Check each line of the material that follows, and copy those holding the string "controller".

================================

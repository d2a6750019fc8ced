//! Logging and tracing facilities for Frostpane.
//!
//! Frostpane uses the `tracing` crate for instrumentation. To see logs,
//! install a subscriber in your application:
//!
//! ```ignore
//! tracing_subscriber::fmt()
//!     .with_env_filter("frostpane=debug")
//!     .init();
//! ```
//!
//! Every composite pass runs inside a [`PerfSpan`], so a subscriber that
//! records span timings can profile snapshot construction and the injected
//! blur call.

/// Span names used throughout Frostpane for tracing.
pub mod span_names {
    /// A full compose, blur, materialize cycle.
    pub const COMPOSITE_PASS: &str = "frostpane::composite_pass";
    /// Layout-completion dispatch.
    pub const LAYOUT: &str = "frostpane::layout";
}

/// Target names for log filtering.
///
/// Use these with `tracing` directives to filter logs by subsystem.
pub mod targets {
    /// Core framework target.
    pub const CORE: &str = "frostpane_core";
    /// Signal/slot system target.
    pub const SIGNAL: &str = "frostpane_core::signal";
    /// Host layout and view tree target.
    pub const LAYOUT: &str = "frostpane::layout";
    /// Compositing engine target.
    pub const COMPOSITOR: &str = "frostpane::compositor";
    /// Composition controller target.
    pub const CONTROLLER: &str = "frostpane::controller";
    /// Pixel surface and drawable target.
    pub const RENDER: &str = "frostpane_render";
}

/// A guard that keeps a tracing span entered until dropped.
///
/// This is useful for tracking the duration of operations.
#[derive(Debug)]
pub struct PerfSpan {
    #[allow(dead_code, reason = "held only for its drop")]
    span: tracing::span::EnteredSpan,
}

impl PerfSpan {
    /// Create a new performance span.
    ///
    /// The span will be active until the guard is dropped.
    pub fn new(name: &'static str) -> Self {
        let span = tracing::info_span!(target: "frostpane::perf", "perf", operation = name);
        Self {
            span: span.entered(),
        }
    }
}

/// Macros for common tracing patterns.
///
/// These are thin wrappers around the `tracing` macros. Without a leading
/// `target:` they log to [`targets::CORE`].
#[macro_export]
macro_rules! frost_trace {
    (target: $target:expr, $($arg:tt)*) => {
        tracing::trace!(target: $target, $($arg)*)
    };
    ($($arg:tt)*) => {
        tracing::trace!(target: $crate::logging::targets::CORE, $($arg)*)
    };
}

#[macro_export]
macro_rules! frost_debug {
    (target: $target:expr, $($arg:tt)*) => {
        tracing::debug!(target: $target, $($arg)*)
    };
    ($($arg:tt)*) => {
        tracing::debug!(target: $crate::logging::targets::CORE, $($arg)*)
    };
}

#[macro_export]
macro_rules! frost_warn {
    (target: $target:expr, $($arg:tt)*) => {
        tracing::warn!(target: $target, $($arg)*)
    };
    ($($arg:tt)*) => {
        tracing::warn!(target: $crate::logging::targets::CORE, $($arg)*)
    };
}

================================

# Answer to this exercise
    /// Composition controller target.
    pub const CONTROLLER: &str = "frostpane::controller";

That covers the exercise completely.